Blood please: Tata Memorial invites donors

Major shortage of blood across city hospitals; many tie up with NGOs to organise donation camps

- STAFF REPORTER Mumbai

The Tata Memorial Centre (TMC), the country's leader in cancer care, is facing a blood shortage and a couple of days ago, took to social media inviting blood donors. “We are facing a shortage of blood at the Tata Memorial Centre. Please step up to donate blood – it’s perfectly safe, and you'll save lives,” the TMC said on Twitter.

Providing its blood bank phone number (022-24177000), TMC has also offered to go to housing societies to conduct blood donation drives.

TMC director Dr CS Pramesh said that it runs hospitals in Mumbai, Navi Mumbai,

Varanasi, Vizag, Guwahati, Sangrur, and Muzaffarpu­r, while another at Chandigarh will be operationa­l by November, and said people can also go and donate blood at any of these locations.
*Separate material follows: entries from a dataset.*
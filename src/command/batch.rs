//! Deduplicating batch execution
//!
//! Structurally identical commands in one batch run once; their result is
//! copied to every position that asked for it.

use super::coalescer::{EventBatch, Participant};
use super::device::{DeviceCommandRequest, LastValueSource};
use super::group::GroupCommandRequest;
use super::service::CommandService;
use crate::error::{CommandError, CommandResponse};
use serde::{Deserialize, Serialize};
use serde_json::Value;
use sha2::{Digest, Sha256};
use std::collections::HashMap;
use std::hash::{Hash, Hasher};
use std::sync::Arc;
use std::time::Duration;
use tokio::sync::Mutex;
use tokio::task::JoinSet;
use tracing::{debug, error};

/// One entry of a batch request
#[derive(Debug, Clone, Default, PartialEq, Serialize, Deserialize)]
pub struct CommandMessage {
    pub function_id: String,
    #[serde(default, skip_serializing_if = "Option::is_none")]
    pub input: Option<Value>,
    #[serde(default, skip_serializing_if = "Option::is_none")]
    pub device_id: Option<String>,
    #[serde(default, skip_serializing_if = "Option::is_none")]
    pub service_id: Option<String>,
    #[serde(default, skip_serializing_if = "Option::is_none")]
    pub group_id: Option<String>,
    #[serde(default, skip_serializing_if = "Option::is_none")]
    pub aspect_id: Option<String>,
    #[serde(default, skip_serializing_if = "Option::is_none")]
    pub device_class_id: Option<String>,
}

/// What a command message addresses
enum Target {
    Device(DeviceCommandRequest),
    Group(GroupCommandRequest),
}

impl CommandMessage {
    fn target(&self) -> Result<Target, CommandError> {
        if self.function_id.is_empty() {
            return Err(CommandError::Validation("missing function_id".into()));
        }
        let present = |field: &Option<String>| field.as_deref().is_some_and(|v| !v.is_empty());

        match (present(&self.device_id), present(&self.service_id), present(&self.group_id)) {
            (true, true, false) => Ok(Target::Device(DeviceCommandRequest {
                device_id: self.device_id.clone().unwrap_or_default(),
                service_id: self.service_id.clone().unwrap_or_default(),
                function_id: self.function_id.clone(),
                aspect_id: self.aspect_id.clone(),
                input: self.input.clone(),
            })),
            (false, false, true) => Ok(Target::Group(GroupCommandRequest {
                group_id: self.group_id.clone().unwrap_or_default(),
                function_id: self.function_id.clone(),
                aspect_id: self.aspect_id.clone(),
                device_class_id: self.device_class_id.clone(),
                input: self.input.clone(),
            })),
            _ => Err(CommandError::Validation(
                "expected either device_id and service_id or group_id".into(),
            )),
        }
    }
}

/// Canonical identity of a command message
///
/// Equality compares the canonical form as well as the digest, so a digest
/// collision never merges distinct commands.
#[derive(Debug, Clone)]
pub struct DedupKey {
    digest: [u8; 32],
    canonical: String,
}

impl DedupKey {
    pub fn of(command: &CommandMessage) -> Self {
        // serde_json maps are ordered, nested input objects included
        let canonical = serde_json::to_value(command)
            .map(|v| v.to_string())
            .unwrap_or_else(|_| format!("{:?}", command));
        let digest = Sha256::digest(canonical.as_bytes()).into();
        Self { digest, canonical }
    }

    pub fn hex(&self) -> String {
        hex::encode(self.digest)
    }
}

impl PartialEq for DedupKey {
    fn eq(&self, other: &Self) -> bool {
        self.digest == other.digest && self.canonical == other.canonical
    }
}

impl Eq for DedupKey {}

impl Hash for DedupKey {
    fn hash<H: Hasher>(&self, state: &mut H) {
        self.digest.hash(state);
    }
}

/// Result for one position of a batch
#[derive(Debug, Clone, PartialEq, Serialize, Deserialize)]
pub struct BatchResultElement {
    pub status_code: u16,
    pub message: Value,
}

impl From<CommandResponse> for BatchResultElement {
    fn from(response: CommandResponse) -> Self {
        Self {
            status_code: response.status,
            message: response.body,
        }
    }
}

impl CommandService {
    /// Execute `commands`, one result per command in request order
    pub async fn batch(
        &self,
        token: &str,
        commands: Vec<CommandMessage>,
        timeout: Option<&str>,
    ) -> Vec<BatchResultElement> {
        if commands.is_empty() {
            return Vec::new();
        }
        let timeout = self.config.parse_timeout(timeout);

        let mut order: Vec<DedupKey> = Vec::new();
        let mut positions: HashMap<DedupKey, Vec<usize>> = HashMap::new();
        for (i, command) in commands.iter().enumerate() {
            let key = DedupKey::of(command);
            positions
                .entry(key.clone())
                .or_insert_with(|| {
                    order.push(key);
                    Vec::new()
                })
                .push(i);
        }
        debug!(
            "batch of {} commands, {} distinct",
            commands.len(),
            order.len()
        );

        // one participant per distinct command
        let events = EventBatch::new(token, self.timeseries.clone(), order.len());
        let slots: Arc<Mutex<Vec<Option<BatchResultElement>>>> =
            Arc::new(Mutex::new(vec![None; commands.len()]));

        let mut tasks = JoinSet::new();
        for key in order {
            let indices = positions.remove(&key).unwrap_or_default();
            let Some(&first) = indices.first() else { continue };
            let command = commands[first].clone();
            let participant = events.participant();
            let service = self.clone();
            let token = token.to_string();
            let slots = slots.clone();
            debug!("command {} serves positions {:?}", key.hex(), indices);

            tasks.spawn(async move {
                let element = BatchResultElement::from(
                    service.execute_message(&token, &command, timeout, participant).await,
                );
                let mut slots = slots.lock().await;
                for &i in &indices {
                    slots[i] = Some(element.clone());
                }
            });
        }

        while let Some(joined) = tasks.join_next().await {
            if let Err(e) = joined {
                error!("batch task failed: {}", e);
            }
        }

        let slots = slots.lock().await;
        slots
            .iter()
            .map(|slot| {
                slot.clone().unwrap_or_else(|| {
                    CommandResponse::from(CommandError::Internal("batch task failed".into())).into()
                })
            })
            .collect()
    }

    async fn execute_message(
        &self,
        token: &str,
        command: &CommandMessage,
        timeout: Duration,
        participant: Participant,
    ) -> CommandResponse {
        match command.target() {
            Ok(Target::Device(request)) => {
                self.execute_device(token, &request, timeout, LastValueSource::Batch(participant))
                    .await
            }
            Ok(Target::Group(request)) => {
                self.execute_group(token, &request, timeout, Some(participant))
                    .await
            }
            Err(e) => e.into(),
        }
    }
}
He said the hospital needs approximat­ely 60 units of blood every day. “We had a 60% drop at the peak of the lockdown but currently we are witnessing a 25% drop,” he said.

Dr Pramesh said that the hospital was happy to organise blood donation camps in housing societies with a reasonable number of donors. “We have done that right through the pandemic with strict adherence to physical distancing and all precaution­s,” he said.

Mumbai before the Covid pandemic needed 1,000 units of blood every day, but there has been a drop due to fewer surgeries performed during the lockdown. “However, with the second wave ebbing, the number of surgeries and cancer treatment cycles are increasing and there is bound to be more demand for blood,” said a doctor from a BMC hospital. “It is one of the lowest stocks that Mumbai has had in recent times,” said another doctor working in a suburban hospital. Senior doctors said that to meet the demand, hospitals are trying to organise blood donation camps, following which many hospitals have tied up with the NGOs. “We have tied up with NGOs (for blood donation camps) and have managed somehow. The blood shortage is there because no blood donation camps are happening at railway stations, colleges and corporate offices,” said Dr Hemant Deshmukh, dean, KEM Hospital.

Over the past 18 months, several social organisati­ons, political parties, corporates and even Janmashtha­mi and Ganeshotsa­v mandals have regularly conducted blood donation camps to fill the yawning demand-supply gap.